OPINION: A Young Economist’s Case for Stubborn Optimism
This article is adapted with permission from a Rockford Register Star article from Carlos Martinez, a PhD candidate from George Mason University. Thank him @cl7martinez on Twitter!
America feels gloomy. We’ve seen too much that doesn’t fit the American ideal — political violence, calls to censor, scorched-earth rhetoric, and a tug toward extremes. It’s a heavy moment.
I won’t speak for older generations. I’m young enough to have voted only in the last three presidential cycles. But after studying economics and watching the data, I’m convinced of a simple point: progress is real, prosperity is learnable, and the future can be brighter — if we keep the conditions that let ordinary people build.
Start with the baseline. Over the long run, human well-being improved dramatically. Life expectancy rose, child mortality fell, and extreme poverty shrank by historic margins. The pandemic and wars slowed some of that, but the direction over decades is still upward.
This isn’t a victory lap. It’s a reminder that when societies get the basics right — secure rights, open markets, sound money and competent public institutions — people lift themselves. The formula isn’t mysterious; it’s consistent rules that protect effort and allow ideas to scale.
Gen Z also starts with opportunities no prior cohort had. A library’s worth of courses and lectures sits in our pockets. You can learn statistics at lunch and watch a world-class seminar before bed. Lower skill-acquisition costs raise the odds that effort turns into mobility.
Technology helps in the labor market, too. Workers and employers find each other faster and across wider distances. That doesn’t guarantee success, but it raises the expected return to trying — especially early in a career.
So why the gloom? Because we’ve layered frictions where compounding begins. Housing near jobs is scarce. Energy projects and transmission lines linger for years in approvals. Permitting risk often exceeds commercial risk. Talent that wants to study, work, and build here gets stuck in slow lanes.
These are solvable problems. Allow more homes near work and transit so teachers, nurses, and young families can put down roots. Move approvals on reliable energy and connect it. Set clear, predictable timelines so capital isn’t punished for patience. Make it easier for students, researchers, entrepreneurs, and essential workers to come, contribute and stay.
Speech norms matter for the same reason. Complex societies learn through open criticism and replication. Censorship — whether legal or through online pile-ons — blinds us to error. I’ve changed my mind most when someone could publicly stress-test my claims. Better speech corrects bad speech; public debate filters out bad ideas.
None of this denies real pressures. Housing bites, insurance costs climb and public debts crowd out the future. Entrepreneurs see paperwork multiply while margins thin. But pessimism is not realism; it’s a habit. Realism says places that welcome builders, reward work and keep the public square open to argument grow richer, healthier, and more resilient.
You can see the same logic at home. When rules are clear and the basics work — courts that resolve disputes, infrastructure that functions, schools that teach, agencies that measure results — investment follows. When investment follows, new firms form, wages rise and pessimism gives way to plans.

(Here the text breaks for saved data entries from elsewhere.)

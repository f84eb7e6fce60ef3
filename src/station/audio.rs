use super::{RipOutput, Ripper, process_failure};
use crate::{
    config::{AudioFormat, Config, Tool},
    error::JobError,
    job::CarrierJob,
    process::{ToolCall, ToolOutput, expand_args},
    util::{ensure_dir, list_files, move_file},
};
use std::path::{Path, PathBuf};
use std::time::Duration;
use tracing::{debug, info, warn};

/// Rips audio tracks into a staging directory, then either moves the WAVs into the job
/// directory or encodes + verifies them as FLAC.
pub struct AudioRipper {
    ripper: Tool,
    encoder: Tool,
    verifier: Tool,
    drive: String,
    temp_dir: PathBuf,
    timeout: Duration,
}

impl AudioRipper {
    pub fn new(cfg: &Config) -> Self {
        Self {
            ripper: cfg.tools.ripper.clone(),
            encoder: cfg.tools.encoder.clone(),
            verifier: cfg.tools.verifier.clone(),
            drive: cfg.station.drive.clone(),
            temp_dir: PathBuf::from(&cfg.paths.temp_dir),
            timeout: cfg.timeout(),
        }
    }

    fn extract(&self, stage: &Path) -> Result<Vec<PathBuf>, JobError> {
        let stage_s = stage.display().to_string();
        let args = expand_args(
            &self.ripper.args,
            &[("drive", &self.drive), ("output_dir", &stage_s)],
        );
        let out = ToolCall::new(&self.ripper.exe, args)
            .in_dir(stage)
            .run(self.timeout)
            .map_err(|err| {
                process_failure("audio rip", err, |reason| JobError::RipFailed {
                    reason,
                    output: String::new(),
                })
            })?;
        if !out.success() {
            return Err(JobError::RipFailed {
                reason: format!("ripping tool exited with {:?}", out.code),
                output: out.combined(),
            });
        }

        let wavs = staged_wavs(stage).map_err(|err| JobError::RipFailed {
            reason: format!("{err:#}"),
            output: out.combined(),
        })?;
        if wavs.is_empty() {
            return Err(JobError::RipFailed {
                reason: format!("no tracks extracted into {}", stage.display()),
                output: out.combined(),
            });
        }
        info!("ripped {} tracks into {}", wavs.len(), stage.display());
        Ok(wavs)
    }

    fn encode(&self, wav: &Path, flac: &Path) -> Result<(), JobError> {
        let input = wav.display().to_string();
        let output = flac.display().to_string();
        let args = expand_args(&self.encoder.args, &[("input", &input), ("output", &output)]);
        let out = self
            .run_aux("transcode", &self.encoder.exe, args, |reason| {
                JobError::TranscodeFailed {
                    reason,
                    output: String::new(),
                }
            })
            .inspect_err(|_| {
                let _ = std::fs::remove_file(flac);
            })?;
        if !out.success() {
            let _ = std::fs::remove_file(flac);
            return Err(JobError::TranscodeFailed {
                reason: format!("encoder exited with {:?} for {}", out.code, wav.display()),
                output: out.combined(),
            });
        }
        if !flac.is_file() {
            return Err(JobError::TranscodeFailed {
                reason: format!("encoder produced no file at {}", flac.display()),
                output: out.combined(),
            });
        }
        Ok(())
    }

    fn verify(&self, wav: &Path, flac: &Path) -> Result<(), JobError> {
        let input = flac.display().to_string();
        let source = wav.display().to_string();
        let args = expand_args(&self.verifier.args, &[("input", &input), ("source", &source)]);
        let out = self.run_aux("verification", &self.verifier.exe, args, |reason| {
            JobError::VerificationFailed { reason }
        })?;
        if !out.success() {
            let _ = std::fs::remove_file(flac);
            return Err(JobError::VerificationFailed {
                reason: format!(
                    "{} failed integrity check ({:?}): {}",
                    flac.display(),
                    out.code,
                    out.combined()
                ),
            });
        }
        Ok(())
    }

    fn run_aux(
        &self,
        action: &str,
        exe: &str,
        args: Vec<String>,
        other: impl FnOnce(String) -> JobError,
    ) -> Result<ToolOutput, JobError> {
        ToolCall::new(exe, args)
            .run(self.timeout)
            .map_err(|err| process_failure(action, err, other))
    }
}

impl Ripper for AudioRipper {
    fn rip(
        &self,
        job: &CarrierJob,
        format: AudioFormat,
        out_dir: &Path,
    ) -> Result<RipOutput, JobError> {
        let stage = self.temp_dir.join(&job.job_id);
        ensure_dir(&stage).map_err(|err| JobError::RipFailed {
            reason: format!("{err:#}"),
            output: String::new(),
        })?;

        let wavs = self.extract(&stage)?;
        let mut tracks = Vec::with_capacity(wavs.len());

        match format {
            AudioFormat::Wav => {
                for wav in &wavs {
                    let dest = out_dir.join(file_name(wav));
                    move_file(wav, &dest).map_err(|err| JobError::RipFailed {
                        reason: format!("moving {} into place: {err}", wav.display()),
                        output: String::new(),
                    })?;
                    tracks.push(dest);
                }
            }
            AudioFormat::Flac => {
                for wav in &wavs {
                    let flac = out_dir.join(file_name(wav)).with_extension("flac");
                    debug!("encode {} -> {}", wav.display(), flac.display());
                    self.encode(wav, &flac)?;
                    self.verify(wav, &flac)?;
                    tracks.push(flac);
                }
                // Only now are the staged WAVs redundant.
                for wav in &wavs {
                    if let Err(err) = std::fs::remove_file(wav) {
                        warn!("could not remove staged {}: {err}", wav.display());
                    }
                }
            }
        }

        let _ = std::fs::remove_dir(&stage);
        Ok(RipOutput { tracks, format })
    }
}

fn staged_wavs(stage: &Path) -> anyhow::Result<Vec<PathBuf>> {
    Ok(list_files(stage)?
        .into_iter()
        .filter(|p| {
            p.extension()
                .and_then(|e| e.to_str())
                .is_some_and(|e| e.eq_ignore_ascii_case("wav"))
        })
        .collect())
}

fn file_name(path: &Path) -> PathBuf {
    path.file_name().map(PathBuf::from).unwrap_or_default()
}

The goal isn’t bigger government or smaller government. It’s focused, competent government doing a few essential things well so free people can do more. That balance — clarity and capacity from the public sector, creativity and drive from the private sector — has powered every durable burst of American prosperity.
Stubborn optimism is a discipline. Look squarely at what’s broken and fix it. Don’t confuse outrage with action. Defend the norms that make peaceful disagreement possible so we keep discovering what works.
My pitch, from one young American to readers across generations, is simple: make optimism actionable. Say yes to building. Cut the red tape that blocks the future. Defend free inquiry. Welcome talent. Reward work. Expect more where government must act—and insist it step aside where people can solve problems themselves.
America has always been a bet on the future. Let’s place that bet again — not by denying the darkness, but by lighting more rooms. If we do, the next generation won’t need to be told to feel optimistic. They’ll be too busy building to notice the gloom.
This piece solely expresses the opinions of the author, and not necessarily the Classical Liberal Caucus as a whole.